The most important is the accelerated pace at which companies are moving to the cloud. The speed-up is being driven by the need to support remote teams that no longer have physical access to in-house device labs due to COVID-19. This move was driven by the pandemic, but it will have benefits that extend beyond the current state of affairs. Remote work is here to stay, and having a test infrastructure in the cloud allows anywhere, anytime access, which can quickly translate into productivity.

A second trend is an increase in the speed at which teams are moving to automate their testing. While manual testing will still play an important role – not everything can be automated – it’s clear that automation is crucial for companies that want to scale the quick release of new versions without compromising quality. 

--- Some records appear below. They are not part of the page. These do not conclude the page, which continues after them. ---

//! Session management
//!
//! A session is one execution of an executable. It fixes the epoch all
//! timestamps are measured from and owns the directory the log file and
//! archives are written into.

// ---------------------------------------------------------------------------
// IMPORTS
// ---------------------------------------------------------------------------

// External imports
use chrono::{DateTime, Utc};
use conquer_once::OnceCell;
use std::fs;
use std::path::PathBuf;
use thiserror::Error;

// Internal imports
use crate::time;

// ---------------------------------------------------------------------------
// STATICS
// ---------------------------------------------------------------------------

static SESSION_EPOCH: OnceCell<DateTime<Utc>> = OnceCell::uninit();

// ---------------------------------------------------------------------------
// CONSTANTS
// ---------------------------------------------------------------------------

/// A chrono format string which diplays a timestamp. See
/// https://docs.rs/chrono/0.4.11/chrono/format/strftime/index.html for more
/// information.
const TIMESTAMP_FORMAT: &str = "%Y%m%d_%H%M%S";

// ---------------------------------------------------------------------------
// DATA STRUCTURES
// ---------------------------------------------------------------------------

/// A struct storing information about the current session
#[derive(Debug, Clone)]
pub struct Session {
    /// The root directory for this session
    pub session_root: PathBuf,

    /// The root directory for this session's archives
    pub arch_root: PathBuf,

    /// The path to the session's log file
    pub log_file_path: PathBuf,
}

// ---------------------------------------------------------------------------
// ENUMERATIONS
// ---------------------------------------------------------------------------

/// Possible errors associated with the session module.
#[derive(Error, Debug)]
pub enum SessionError {
    #[error("The software root environment variable (VEH_SW_ROOT) is not set")]
    SwRootNotSet,

    #[error("Cannot create the session directory: {0}")]
    CannotCreateDir(std::io::Error),

    #[error(
        "Cannot initialise the session epoch, have you already initialised the \
         session? (conquer_once error: {0})"
    )]
    CannotInitEpoch(conquer_once::TryInitError),

    #[error("Cannot get the epoch time, did you forget to initialise the session?")]
    CannotGetEpoch,
}

// ---------------------------------------------------------------------------
// IMPLEMENTATIONS
// ---------------------------------------------------------------------------

impl Session {
    /// Start a new session within the given directory.
    ///
    /// This will create a new session directory named `{exec_name}_{timestamp}`
    /// inside `$VEH_SW_ROOT/{sessions_dir}`, with an `arch` directory inside
    /// it.
    pub fn new(exec_name: &str, sessions_dir: &str) -> Result<Self, SessionError> {
        SESSION_EPOCH
            .try_init_once(Utc::now)
            .map_err(SessionError::CannotInitEpoch)?;

        let timestamp = match SESSION_EPOCH.get() {
            Some(e) => e.format(TIMESTAMP_FORMAT),
            None => return Err(SessionError::CannotGetEpoch),
        };

        let mut path = crate::host::get_veh_sw_root().map_err(|_| SessionError::SwRootNotSet)?;
        path.push(sessions_dir);
        path.push(format!("{}_{}", exec_name, timestamp));

        let arch_path = path.join("arch");
        fs::create_dir_all(&arch_path).map_err(SessionError::CannotCreateDir)?;

        let log_file_path = path.join(format!("{}.log", exec_name));

        Ok(Session {
            session_root: path,
            arch_root: arch_path,
            log_file_path,
        })
    }
}

// ---------------------------------------------------------------------------
// PUBLIC FUNCTIONS
// ---------------------------------------------------------------------------

/// Get the number of seconds elapsed since the start of the session.
///
/// Returns `NAN` if the session epoch has not been initialised, which is
/// performed on creating a new Session instance.
pub fn get_elapsed_seconds() -> f64 {
    match SESSION_EPOCH.get() {
        Some(e) => time::duration_to_seconds(Utc::now() - *e).unwrap_or(std::f64::NAN),
        None => std::f64::NAN,
    }
}

/// Return a reference to the session's epoch.
///
/// # Panics
/// - This function will panic if the session epoch has not been
///   initialised, which is performed on creating a new Session instance.
pub fn get_epoch() -> &'static DateTime<Utc> {
    match SESSION_EPOCH.get() {
        Some(e) => e,
        None => panic!("Cannot get the session epoch!"),
    }
}
//! Satellite positioning provider

// ---------------------------------------------------------------------------
// IMPORTS
// ---------------------------------------------------------------------------

use super::{fix_or_invalid, LocError, LocalizationProvider, SatelliteParams};
use comms_if::eqpt::loc::{
    AnchorSet, LocSource, LocalizationFix, Measurement, SatelliteMeasurement, TargetLocation,
};
use util::maths::wrap_pi;

// ---------------------------------------------------------------------------
// CONSTANTS
// ---------------------------------------------------------------------------

/// Mean radius of the Earth.
pub const EARTH_RADIUS_M: f64 = 6_371_000.0;

// ---------------------------------------------------------------------------
// DATA STRUCTURES
// ---------------------------------------------------------------------------

/// Computes fixes from the great circle between the vehicle's satellite
/// position and the dock.
#[derive(Debug, Default)]
pub struct SatelliteProvider {
    params: SatelliteParams,

    target: Option<TargetLocation>,

    measurement: Option<SatelliteMeasurement>,
}

// ---------------------------------------------------------------------------
// IMPLEMENTATIONS
// ---------------------------------------------------------------------------

impl SatelliteProvider {
    pub fn new(params: SatelliteParams) -> Self {
        Self {
            params,
            ..Default::default()
        }
    }

    fn compute(&self) -> Result<LocalizationFix, LocError> {
        let target = self.target.as_ref().ok_or(LocError::NotConfigured)?;
        let meas = self.measurement.as_ref().ok_or(LocError::NoMeasurement)?;

        if meas.num_satellites < self.params.min_satellites {
            return Err(LocError::TooFewSatellites(
                meas.num_satellites,
                self.params.min_satellites,
            ));
        }

        if !(meas.latitude_deg.is_finite()
            && meas.longitude_deg.is_finite()
            && meas.course_rad.is_finite())
        {
            return Err(LocError::NonFinite);
        }

        let (dist_m, bearing_rad) = distance_and_bearing(
            meas.latitude_deg,
            meas.longitude_deg,
            target.latitude_deg,
            target.longitude_deg,
        );

        // Both angles are clockwise from north, so course minus bearing is
        // positive when the dock is to the left
        Ok(LocalizationFix::new(
            dist_m,
            wrap_pi(meas.course_rad - bearing_rad),
        ))
    }
}

impl LocalizationProvider for SatelliteProvider {
    fn source(&self) -> LocSource {
        LocSource::Satellite
    }

    fn configure(&mut self, target: &TargetLocation, _anchors: &AnchorSet) {
        self.target = Some(*target);
    }

    fn set_measurement(&mut self, measurement: &Measurement) {
        if let Measurement::Satellite(m) = measurement {
            self.measurement = Some(*m);
        }
    }

    fn clear_measurement(&mut self) {
        self.measurement = None;
    }

    fn poll(&mut self) -> LocalizationFix {
        let fix = fix_or_invalid(self.source(), self.compute());
        self.measurement = None;
        fix
    }
}

// ---------------------------------------------------------------------------
// FUNCTIONS
// ---------------------------------------------------------------------------

/// Haversine distance and initial bearing (clockwise from north, in the range
/// [-pi, pi]) from point 1 to point 2.
pub fn distance_and_bearing(lat1_deg: f64, lon1_deg: f64, lat2_deg: f64, lon2_deg: f64) -> (f64, f64) {
    let phi_1 = lat1_deg.to_radians();
    let phi_2 = lat2_deg.to_radians();
    let d_phi = phi_2 - phi_1;
    let d_lambda = (lon2_deg - lon1_deg).to_radians();

    let a = (d_phi / 2.0).sin().powi(2)
        + phi_1.cos() * phi_2.cos() * (d_lambda / 2.0).sin().powi(2);
    let dist_m = 2.0 * EARTH_RADIUS_M * a.sqrt().atan2((1.0 - a).max(0.0).sqrt());

    let bearing_rad = (d_lambda.sin() * phi_2.cos())
        .atan2(phi_1.cos() * phi_2.sin() - phi_1.sin() * phi_2.cos() * d_lambda.cos());

    (dist_m, bearing_rad)
}

#[cfg(test)]
mod test {
    use super::*;
    use std::f64::consts::{FRAC_PI_2, PI};

    /// Metres per degree of latitude
    const M_PER_DEG: f64 = EARTH_RADIUS_M * PI / 180.0;

    fn provider() -> SatelliteProvider {
        let mut p = SatelliteProvider::new(SatelliteParams::default());
        p.configure(
            &TargetLocation {
                latitude_deg: 52.0,
                longitude_deg: -1.0,
            },
            &AnchorSet::default(),
        );
        p
    }

    fn meas(lat: f64, lon: f64, course_rad: f64, num_satellites: u8) -> Measurement {
        Measurement::Satellite(SatelliteMeasurement {
            latitude_deg: lat,
            longitude_deg: lon,
            course_rad,
            num_satellites,
        })
    }

    #[test]
    fn test_distance_and_bearing() {
        // 100 m due north
        let (d, b) = distance_and_bearing(52.0, -1.0, 52.0 + 100.0 / M_PER_DEG, -1.0);
        assert!((d - 100.0).abs() < 1e-3);
        assert!(b.abs() < 1e-9);

        // Due east
        let (_, b) = distance_and_bearing(0.0, 0.0, 0.0, 0.001);
        assert!((b - FRAC_PI_2).abs() < 1e-9);

        // Same point
        let (d, _) = distance_and_bearing(52.0, -1.0, 52.0, -1.0);
        assert_eq!(d, 0.0);
    }

    #[test]
    fn test_fix() {
        let mut p = provider();

        // 20 m south of the dock, heading east, so the dock is to the left
        p.set_measurement(&meas(52.0 - 20.0 / M_PER_DEG, -1.0, FRAC_PI_2, 6));
        let fix = p.poll();
        assert!(fix.valid);
        assert!((fix.distance_to_target_m - 20.0).abs() < 1e-3);
        assert!((fix.heading_error_rad - FRAC_PI_2).abs() < 1e-6);

        // Heading west the dock is to the right
        p.set_measurement(&meas(52.0 - 20.0 / M_PER_DEG, -1.0, 1.5 * PI, 6));
        let fix = p.poll();
        assert!((fix.heading_error_rad + FRAC_PI_2).abs() < 1e-6);

        // Nothing new since the last poll
        assert!(!p.poll().valid);
    }

    #[test]
    fn test_invalid() {
        // Not configured
        let mut p = SatelliteProvider::new(SatelliteParams::default());
        p.set_measurement(&meas(52.0, -1.0, 0.0, 8));
        assert!(!p.poll().valid);

        // No measurement
        let mut p = provider();
        assert!(!p.poll().valid);

        // Too few satellites
        p.set_measurement(&meas(52.0, -1.0, 0.0, 3));
        assert!(!p.poll().valid);

        // Non-finite
        p.set_measurement(&meas(f64::NAN, -1.0, 0.0, 8));
        assert!(!p.poll().valid);

        // Cleared measurements aren't reused
        p.set_measurement(&meas(52.001, -1.0, 0.0, 8));
        p.clear_measurement();
        assert!(!p.poll().valid);
    }
}
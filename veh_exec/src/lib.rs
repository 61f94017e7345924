//! # Vehicle library.
//!
//! This library allows other crates in the workspace to access items defined inside the vehicle
//! crate.

// ------------------------------------------------------------------------------------------------
// MODULES
// ------------------------------------------------------------------------------------------------

/// Global data store for the executable
pub mod data_store;

/// Docking navigator - steers the vehicle into its charging dock using the finest available
/// localisation source
pub mod dock_nav;

/// Drive client - converts velocity commands into wheel demands for the drivetrain
pub mod drive_client;

/// Failsafe monitor - combines the command watchdog and the hardware interlock
pub mod failsafe;

/// Localisation module - provides fixes relative to the dock from the positioning sensors
pub mod loc;

/// Executable parameters
pub mod params;

/// Simulation client - a simulated vehicle standing in for the drivetrain and sensors
#[cfg(feature = "sim")]
pub mod sim_client;

/// Supervisory controller - owns the operating mode and produces each cycle's command
pub mod supervisor;
//! # Localisation Equipment Data
//!
//! Fixes produced by the localisation providers, the dock configuration they are computed
//! against, and the raw (already decoded) measurements they are computed from.

// ------------------------------------------------------------------------------------------------
// IMPORTS
// ------------------------------------------------------------------------------------------------

use serde::{Deserialize, Serialize};
use std::collections::HashMap;

// ------------------------------------------------------------------------------------------------
// STRUCTS
// ------------------------------------------------------------------------------------------------

/// A single cycle's positioning result relative to the dock.
#[derive(Serialize, Deserialize, Debug, Default, Copy, Clone, PartialEq)]
pub struct LocalizationFix {
    /// False if the provider could not compute a fix this cycle.
    pub valid: bool,

    /// Distance from the vehicle to the dock.
    ///
    /// Units: meters
    pub distance_to_target_m: f64,

    /// Angle the vehicle must turn through to face the dock, positive to the left, in the range
    /// [-pi, pi].
    ///
    /// Units: radians
    pub heading_error_rad: f64,
}

/// Global location of the dock, used by the satellite provider.
#[derive(Serialize, Deserialize, Debug, Default, Copy, Clone, PartialEq)]
pub struct TargetLocation {
    /// Units: degrees
    pub latitude_deg: f64,

    /// Units: degrees
    pub longitude_deg: f64,
}

/// A ranging anchor installed around the dock.
#[derive(Serialize, Deserialize, Debug, Copy, Clone, PartialEq)]
pub struct Anchor {
    /// Network ID of the anchor's radio.
    pub network_id: u16,

    /// Position of the anchor in the dock frame (origin at the dock, X+ right, Y+ out of the
    /// dock mouth).
    ///
    /// Units: meters
    pub position_m: [f64; 2],
}

/// The set of ranging anchors around the dock.
#[derive(Serialize, Deserialize, Debug, Clone, PartialEq)]
pub struct AnchorSet {
    pub anchors: Vec<Anchor>,
}

/// Latest decoded output of the satellite positioning receiver.
#[derive(Serialize, Deserialize, Debug, Default, Copy, Clone, PartialEq)]
pub struct SatelliteMeasurement {
    /// Units: degrees
    pub latitude_deg: f64,

    /// Units: degrees
    pub longitude_deg: f64,

    /// Course over ground, clockwise from north.
    ///
    /// Units: radians
    pub course_rad: f64,

    /// Number of satellites used in the solution.
    pub num_satellites: u8,
}

/// Latest decoded output of the ranging tag.
#[derive(Serialize, Deserialize, Debug, Default, Clone, PartialEq)]
pub struct RangingMeasurement {
    /// Measured range to each anchor which responded, keyed by anchor network ID.
    ///
    /// Units: meters
    pub ranges_m: HashMap<u16, f64>,

    /// Heading of the vehicle in the dock frame, anticlockwise from the X+ axis.
    ///
    /// Units: radians
    pub heading_rad: f64,
}

/// Latest decoded output of the infrared beacon receivers.
#[derive(Serialize, Deserialize, Debug, Default, Copy, Clone, PartialEq)]
pub struct BeaconMeasurement {
    /// Whether each receiver currently sees the dock beacon, indexed by [`BeaconReceiver`].
    pub seen: [bool; NUM_BEACON_RECEIVERS],

    /// Range to the dock from the short range sensor, if one is available.
    ///
    /// Units: meters
    pub range_m: Option<f64>,
}

// ------------------------------------------------------------------------------------------------
// CONSTANTS
// ------------------------------------------------------------------------------------------------

/// Number of infrared beacon receivers fitted to the vehicle.
pub const NUM_BEACON_RECEIVERS: usize = 4;

// ------------------------------------------------------------------------------------------------
// ENUMS
// ------------------------------------------------------------------------------------------------

/// The sensing modalities able to produce a [`LocalizationFix`].
#[derive(Serialize, Deserialize, Debug, Copy, Clone, Eq, PartialEq, Hash)]
pub enum LocSource {
    /// Satellite positioning, long range and coarse.
    Satellite,

    /// Ultra-wideband ranging to anchors around the dock.
    Ranging,

    /// Infrared beacon on the dock, short range and fine.
    Beacon,
}

/// A raw measurement from any of the localisation sensors.
#[derive(Serialize, Deserialize, Debug, Clone, PartialEq)]
pub enum Measurement {
    Satellite(SatelliteMeasurement),
    Ranging(RangingMeasurement),
    Beacon(BeaconMeasurement),
}

/// The infrared receivers fitted to the vehicle.
#[derive(Serialize, Deserialize, Debug, Copy, Clone, Eq, PartialEq)]
pub enum BeaconReceiver {
    FrontLeft,
    FrontCentre,
    FrontRight,
    RearCentre,
}

// ------------------------------------------------------------------------------------------------
// IMPLS
// ------------------------------------------------------------------------------------------------

impl LocalizationFix {
    /// A valid fix.
    pub fn new(distance_to_target_m: f64, heading_error_rad: f64) -> Self {
        Self {
            valid: true,
            distance_to_target_m,
            heading_error_rad,
        }
    }

    /// A fix marking that no geometry could be computed this cycle.
    pub fn invalid() -> Self {
        Self::default()
    }
}

impl Measurement {
    /// The source able to process this measurement.
    pub fn source(&self) -> LocSource {
        match self {
            Measurement::Satellite(_) => LocSource::Satellite,
            Measurement::Ranging(_) => LocSource::Ranging,
            Measurement::Beacon(_) => LocSource::Beacon,
        }
    }
}

impl AnchorSet {
    /// Get the anchor with the given network ID.
    pub fn get(&self, network_id: u16) -> Option<&Anchor> {
        self.anchors.iter().find(|a| a.network_id == network_id)
    }

    pub fn is_empty(&self) -> bool {
        self.anchors.is_empty()
    }

    pub fn len(&self) -> usize {
        self.anchors.len()
    }
}

impl Default for AnchorSet {
    /// Three anchors, left, rear and right of the dock, 2.5 m from its centre.
    fn default() -> Self {
        Self {
            anchors: vec![
                Anchor {
                    network_id: 0x1156,
                    position_m: [-2.5, 0.0],
                },
                Anchor {
                    network_id: 0x256B,
                    position_m: [0.0, -2.5],
                },
                Anchor {
                    network_id: 0x3325,
                    position_m: [2.5, 0.0],
                },
            ],
        }
    }
}

impl BeaconReceiver {
    /// All receivers, in the order used to index [`BeaconMeasurement::seen`].
    pub const ALL: [BeaconReceiver; NUM_BEACON_RECEIVERS] = [
        BeaconReceiver::FrontLeft,
        BeaconReceiver::FrontCentre,
        BeaconReceiver::FrontRight,
        BeaconReceiver::RearCentre,
    ];

    /// Index of the receiver in [`BeaconMeasurement::seen`].
    pub fn index(&self) -> usize {
        match self {
            BeaconReceiver::FrontLeft => 0,
            BeaconReceiver::FrontCentre => 1,
            BeaconReceiver::FrontRight => 2,
            BeaconReceiver::RearCentre => 3,
        }
    }
}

Speed vs. quality: A false choice
The quality bar has been set very high by industry leaders, and the days of moving fast and breaking things are long gone. In fact, “breaking things” – releasing code that has not been properly tested – can have horrendous consequences. For example, a software error at Knight Capital Group resulted in a $460 million loss, leading to the company’s bankruptcy. Provident Financial Group lost $2.2 billion in market value due to an app failure. These are extreme cases of what can go wrong when companies release buggy code, but untested code hurts many more companies in ways that don’t make the headlines.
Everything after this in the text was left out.